By Hardy Jackson

Now I haven’t been to New York City in a long time. And I don’t have any particular urge to go right now. But if I had to go, I think I could survive the trip if while I was there, I could work in a visit to the Whitney Museum if they still had the exhibit “The Quilts of Gee’s Bend.”
Gee’s Bend is one of those places you have to be going to, to get there. Located in the heart of the Black Belt, hemmed in on three sides by the Alabama River and accessible only by a road from the west and a ferry from the east, it is about as isolated as you can be and still be somewhere.
Joseph Gee from North Carolina gave the Bend its name, but it was Mark H. Pettway, who took over in 1846, who named most of the people who lived there. With the labor of over 100 slaves Pettway turned the Bend into “a dukedom in the vast Southern cotton empire,” and after emancipation the former slaves who stayed as sharecroppers became Pettways. So thoroughly was the name associated with residents of the bend that blacks who later moved there took it up, just to fit in.
Soon the white Pettways left and only the black Pettways remained. They worked the land when Tuscaloosa’s Van De Graaff family took over, but worked it more according to their schedule than that of the owners. Fiercely independent they frequently violated the traditional arrangement where the sharecropper turns his crop over to the landlord, and instead sold their crop and got credit from merchants downstream in Mobile or across the river at Camden. By 1930 there were around 100 black tenant families living in the Bend. Except for brief visits to town to sell cotton or settle debts, they stayed in there. It was, according to an observer on the scene, “another civilization … an Alabama Africa.”
Then tragedy struck. A merchant in Camden who held liens on their personal possessions, passed away and his widow foreclosed. In the fall of 1932 they came, the “white men with pistols on their hips, riding horses, and leading a train of wagons,” which they filled with everything the Bend folk owned. Then they rounded up the cattle, mules, and anything that could flutter or fly and took it away. Residents of the Bend “faced the winter with nothing to eat save a handful of peas, a handful of corn and a handful of peanuts the raiders graciously left.”
But they survived, thanks to hard work, sharing what they had, and with the help of the Red Cross slowly they began to recover. Then, in February of 1937, the federal government arrived. The Farm Security Administration, one of the New Deal’s most active agencies, bought out the white owners and set up an agricultural experiment to be known as “Gee’s Bend Farms.” Under the plan Gee’s Bend residents could buy the land on which modern houses would be built. A cooperative store and cotton gin were opened.
A school, medical clinic, and community center were built and staffed. Everything they could want, it seemed, was provided.

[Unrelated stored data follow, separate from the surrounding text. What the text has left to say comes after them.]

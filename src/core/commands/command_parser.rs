// Turns a raw chat message into a command name and its arguments.

/// Split `content` into `(name, args)` if it starts with `prefix`.
///
/// Arguments are separated by whitespace; double quotes group several words into
/// one argument (`!track @ferris "some name"`). An unterminated quote runs to the
/// end of the message. The command name is lowercased.
pub fn parse_invocation(content: &str, prefix: &str) -> Option<(String, Vec<String>)> {
    if prefix.is_empty() {
        return None;
    }
    let rest = content.trim_start().strip_prefix(prefix)?;

    let mut tokens = tokenize(rest).into_iter();
    let name = tokens.next()?.to_ascii_lowercase();
    Some((name, tokens.collect()))
}

fn tokenize(input: &str) -> Vec<String> {
    let mut tokens = Vec::new();
    let mut current = String::new();
    let mut in_quotes = false;
    // Distinguishes `""` (an empty argument) from no argument at all.
    let mut has_token = false;

    for ch in input.chars() {
        match ch {
            '"' => {
                in_quotes = !in_quotes;
                has_token = true;
            }
            c if c.is_whitespace() && !in_quotes => {
                if has_token {
                    tokens.push(std::mem::take(&mut current));
                    has_token = false;
                }
            }
            c => {
                current.push(c);
                has_token = true;
            }
        }
    }

    if has_token {
        tokens.push(current);
    }

    tokens
}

Which was the problem. Gee’s Bend folk didn’t any more like being told what to do by the government than by the planters. They chaffed at restrictions set by the co-op and often did things their own way. Meanwhile postwar Republican Congresses balked at putting more money into the project and by the early 1950s, the experiment had all but been abandoned. What remained was the community, a tight-knit group of real and faux-Pettways who hung on to the land when others left and who, despite their poverty, managed to get by and get along.
So, what does this have to do with quilts?
Well, in the 1960s Gee’s Bend was rediscovered. When the Civil Rights struggle came to the Black Belt the Bend, with its African-American population, was a haven for Movement members, white and black. And some who came in winter snuggled under quilts Gees Bend women had been making for decades to keep off the river bottom chill.
Struck by their beauty and originality, some of the visitors bought a few and took them back to north where they were recognized as important works of folk art.
So, for a little while at least, the Bend became famous. Quilts you once could buy for a few dollars were sought by collectors willing to pay hundreds, even thousands.
Some of the finest museums in the nation added them to their collection, meanwhile just outside the Bend local women set up the Freedom Quilting Bee to make and market their product. For a while it prospered, and somewhere in my files I have a picture of quilts, hanging on a line, airing out on a spring day. I could have bought one then for $250. I wish I had.
For years I passed by the Bee when I drove to South Alabama, but there hasn’t been any activity recently. Maybe they are closed up for the winter. I hope that is it. For it would be a shame if the tradition has died and all we have left is what hangs in museums.
But at least we have that, and though I would not travel to New York to just to see the exhibit – or do much else for that matter — I feel good just knowing it is there.